Günümüzde ne
kadar fazla terapi gören yada psikoloğa giden insan var. Farkettiniz mi ? Eskiden annelerimizin döneminde terapistler,
yaşam koçluğu yada psikolog gibi meslekler fazla revaçta değildi . Tercih
edilmiyordu. Ama şimdi neredeyse insanların evlerinde besledikleri hayvanların
bile terapistleri var. Bizler hangi ara bu durumlara geldik ? Gerçekten merak
ediyorum. Bizi birbirimizden uzaklaştıran ve başka başka alemlere iten bir
dünyaya doğru gidiyoruz. Farkında olmadan üstelik. Eskien bizlere yabancı gelen
bu durumları doğal karşılamaya, hatta, ‘Sizin neden yaşam koçunuz yok ?’
gibi birbirimize sorular yöneltecek kadar
ileri gitmeye de başladık.
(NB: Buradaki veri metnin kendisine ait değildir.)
use serde::{Deserialize, Serialize};

use super::{CatalogError, SAFE_WRITE};
use crate::store::Durability;

/// Configuration for a metadata catalog
#[derive(Clone, Debug, PartialEq, Eq, Serialize, Deserialize)]
#[serde(default)]
pub struct CatalogConfig {
    /// Collection holding one metadata record per type
    pub collection_name: String,

    /// Acknowledgment level for metadata writes; never `Unacknowledged`
    pub durability: Durability,
}

impl Default for CatalogConfig {
    fn default() -> Self {
        Self {
            collection_name: "metadata".to_string(),
            durability: SAFE_WRITE,
        }
    }
}

impl CatalogConfig {
    /// Parse from JSON; missing fields take their defaults.
    pub fn from_json(json: &str) -> Result<Self, CatalogError> {
        let config: Self =
            serde_json::from_str(json).map_err(|e| CatalogError::Config(e.to_string()))?;
        config.validate()?;
        Ok(config)
    }

    pub fn validate(&self) -> Result<(), CatalogError> {
        if self.collection_name.trim().is_empty() {
            return Err(CatalogError::Config("collection_name is empty".into()));
        }
        if !self.durability.is_acknowledged() {
            return Err(CatalogError::Config(
                "metadata writes must be acknowledged".into(),
            ));
        }
        Ok(())
    }
}

#[cfg(test)]
mod tests {
    use super::*;

    #[test]
    fn test_defaults() {
        let config = CatalogConfig::default();
        assert_eq!(config.collection_name, "metadata");
        assert_eq!(config.durability, Durability::Acknowledged);
    }

    #[test]
    fn test_from_json_partial() {
        let config = CatalogConfig::from_json(r#"{ "durability": "journaled" }"#).unwrap();
        assert_eq!(config.collection_name, "metadata");
        assert_eq!(config.durability, Durability::Journaled);
    }

    #[test]
    fn test_from_json_rejects_empty_collection() {
        assert!(matches!(
            CatalogConfig::from_json(r#"{ "collection_name": "" }"#),
            Err(CatalogError::Config(_))
        ));
        assert!(matches!(
            CatalogConfig::from_json("not json"),
            Err(CatalogError::Config(_))
        ));
    }

    #[test]
    fn test_unacknowledged_durability_rejected() {
        assert!(matches!(
            CatalogConfig::from_json(r#"{ "durability": "unacknowledged" }"#),
            Err(CatalogError::Config(_))
        ));
    }
}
Evet sanal
bir dünya var . Bu dünyaya hepimiz kendimizi kaptırmış durumdayız. Bunu artık kabul
etmek zorundayız. Birbirimizden uzaklaştık iyice. Dostlarımızla bir araya
geldiğimiz sohbet ettiğimiz zamanlar bizim için doğum günleri kadar özel
ve kırk yılda bir hale geldi. Evet kabul
ediyorum. Hayat birçok insan için yeterince yorucu ve koşuşturmalı ama arada
nefes aldığımız duraklarda gördüğümüz, muhabbet ettiğimiz, kahveler içtiğimiz,
yemekler yediğimiz dostlardan da bayağı uzağız kabul edelim. Evet bazılarınız ‘
Ama ben hala dostlarımla görüşüyorum’ dese de eskisi kadar sık ve içten
ortamlar olmadığına eminim. Sanal birer dünyaya sahipiz çünkü hepimiz. Elimizde tabletler telefonlar…Bu dünya bizi
insanlardan uzaklaştırmayı bırakın , kendimizden de uzaklaştırmaya başladı
iyice. Bunu farkettiğim için bu hafta bunu kaleme almak ve sizlerle paylaşmak
istedim. İçinde olduğunuz renkli ve sanal dünya sizin çok hoşunuza gitsede
bunun bedeli gittiğiniz terapiler yada psikologlar olmamalı. Daha sık dostlarla
bir araya gelmeli ve daha fazla sosyal ortamlarla iç içe olmalıyız.
Düzenlediğim dans organizasyonlarının bu yüzden anlamı çok büyük aslında birçokları
için… Hem sanatla iç içe olmak hemde samimi ve dost ortamları hep birlikte
paylaşmak için bundan iyi bir fırsat olamaz elbette. İnsanların ruhlarını özgür bıraktığı,
mutlulukla dans ettiği ortamlarda insanlar biraz daha az telefonlara
uzanıyorlar. Bunu elbette yüzde yüz engelleyemesekte bu şekilde azaltabiliriz
diye düşünüyorum. Daha çok diyalog içinde olarak, daha çok birbirimizin gözüne
bakarak, daha çok sohbet ederek, dans ederek bu
durumları yaratabiliriz. Her ne kadar içinde bulunduğumuz çağ , pek buna
imkan vermesede herşey yinede bizim elimizde.